Well, your first one should only take N log(N), so it's clearly the better worse case scenario for this application.
However, you should be able to get a better best case if you check as you add things to the set:
template <class T>
bool is_unique3(vector<T> X) {
set<T> Y;
typename vector<T>::const_iterator i;
for(i=X.begin(); i!=X.end(); ++i) {
if (Y.find(*i) != Y.end()) {
return false;
}
Y.insert(*i);
}
return true;
}
This should have O(1) best case, O(N log(N)) worst case, and average case depends on the distribution of the inputs.
If the type T You store in Your vector is large and copying it is costly, consider creating a vector of pointers or iterators to Your vector elements. Sort it based on the element pointed to and then check for uniqueness.
You can also use the std::set for that. The template looks like this
template <class Key,class Traits=less<Key>,class Allocator=allocator<Key> > class set
I think You can provide appropriate Traits parameter and insert raw pointers for speed or implement a simple wrapper class for pointers with < operator.
Don't use the constructor for inserting into the set. Use insert method. The method (one of overloads) has a signature
pair <iterator, bool> insert(const value_type& _Val);
By checking the result (second member) You can often detect the duplicate much quicker, than if You inserted all elements.

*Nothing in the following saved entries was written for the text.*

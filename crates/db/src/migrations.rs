use sqlx::migrate::{MigrateError, Migrator};

use crate::DbPool;

pub static MIGRATOR: Migrator = sqlx::migrate!("../../migrations");

pub async fn run_pending(pool: &DbPool) -> Result<(), MigrateError> {
    MIGRATOR.run(pool).await
}

#[cfg(test)]
mod tests {
    use sqlx::Row;

    use super::run_pending;
    use crate::{connect_in_memory, migrations::MIGRATOR};

    const MANAGED_SCHEMA_OBJECTS: &[&str] = &[
        "form_template",
        "approver_level",
        "submission",
        "approval_event",
        "assignment",
        "idx_submission_template_id",
        "idx_submission_status",
        "idx_assignment_template_id",
        "idx_assignment_employee_id",
        "idx_assignment_status",
    ];

    #[tokio::test]
    async fn migrations_create_baseline_tables() {
        let pool = connect_in_memory().await.expect("connect");
        run_pending(&pool).await.expect("run migrations");

        for table in ["form_template", "approver_level", "submission", "approval_event", "assignment"] {
            let count = sqlx::query(
                "SELECT COUNT(*) AS count FROM sqlite_master WHERE type = 'table' AND name = ?",
            )
            .bind(table)
            .fetch_one(&pool)
            .await
            .unwrap_or_else(|_| panic!("check {table} table"))
            .get::<i64, _>("count");
            assert_eq!(count, 1, "table {table} should exist");
        }
    }

    #[tokio::test]
    async fn migrations_are_reversible() {
        let pool = connect_in_memory().await.expect("connect");
        run_pending(&pool).await.expect("run migrations");

        MIGRATOR.undo(&pool, 0).await.expect("undo migrations");

        let submission_count = sqlx::query(
            "SELECT COUNT(*) AS count FROM sqlite_master WHERE type = 'table' AND name = 'submission'",
        )
        .fetch_one(&pool)
        .await
        .expect("check submission table removed")
        .get::<i64, _>("count");

        assert_eq!(submission_count, 0);
    }

    #[tokio::test]
    async fn migrations_up_down_up_preserves_schema_signature() {
        let pool = connect_in_memory().await.expect("connect");
        run_pending(&pool).await.expect("run migrations");

        let initial_signature = managed_schema_signature(&pool).await;
        assert_eq!(
            initial_signature.len(),
            MANAGED_SCHEMA_OBJECTS.len(),
            "initial migration pass should create all managed schema objects",
        );

        MIGRATOR.undo(&pool, 0).await.expect("undo migrations");

        let after_down_signature = managed_schema_signature(&pool).await;
        assert!(
            after_down_signature.is_empty(),
            "managed schema objects should be removed after full undo",
        );

        run_pending(&pool).await.expect("re-run migrations");

        let after_second_up_signature = managed_schema_signature(&pool).await;
        assert_eq!(
            after_second_up_signature, initial_signature,
            "up/down/up should preserve migration-managed schema signature",
        );
    }

    async fn managed_schema_signature(pool: &sqlx::SqlitePool) -> Vec<(String, String, String)> {
        let mut signature: Vec<(String, String, String)> = sqlx::query(
            "SELECT type, name, IFNULL(sql, '') AS sql
             FROM sqlite_master
             WHERE type IN ('table', 'index')",
        )
        .fetch_all(pool)
        .await
        .expect("load schema objects")
        .into_iter()
        .filter_map(|row| {
            let name = row.get::<String, _>("name");
            if MANAGED_SCHEMA_OBJECTS.contains(&name.as_str()) {
                Some((row.get::<String, _>("type"), name, row.get::<String, _>("sql")))
            } else {
                None
            }
        })
        .collect();
        signature.sort();
        signature
    }
}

In the (very) special case of sorting discrete values with a known, not too big, maximum value N.
You should be able to start a bucket sort and simply check that the number of values in each bucket is below 2.
bool is_unique(const vector<int>& X, int N)
{
vector<int> buckets(N,0);
typename vector<int>::const_iterator i;
for(i = X.begin(); i != X.end(); ++i)
if(++buckets[*i] > 1)
return false;
return true;
}
The complexity of this would be O(n).
Using the current C++ standard containers, you have a good solution in your first example. But if you can use a hash container, you might be able to do better, as the hash set will be nO(1) instead of nO(log n) for a standard set. Of course everything will depend on the size of n and your particular library implementation.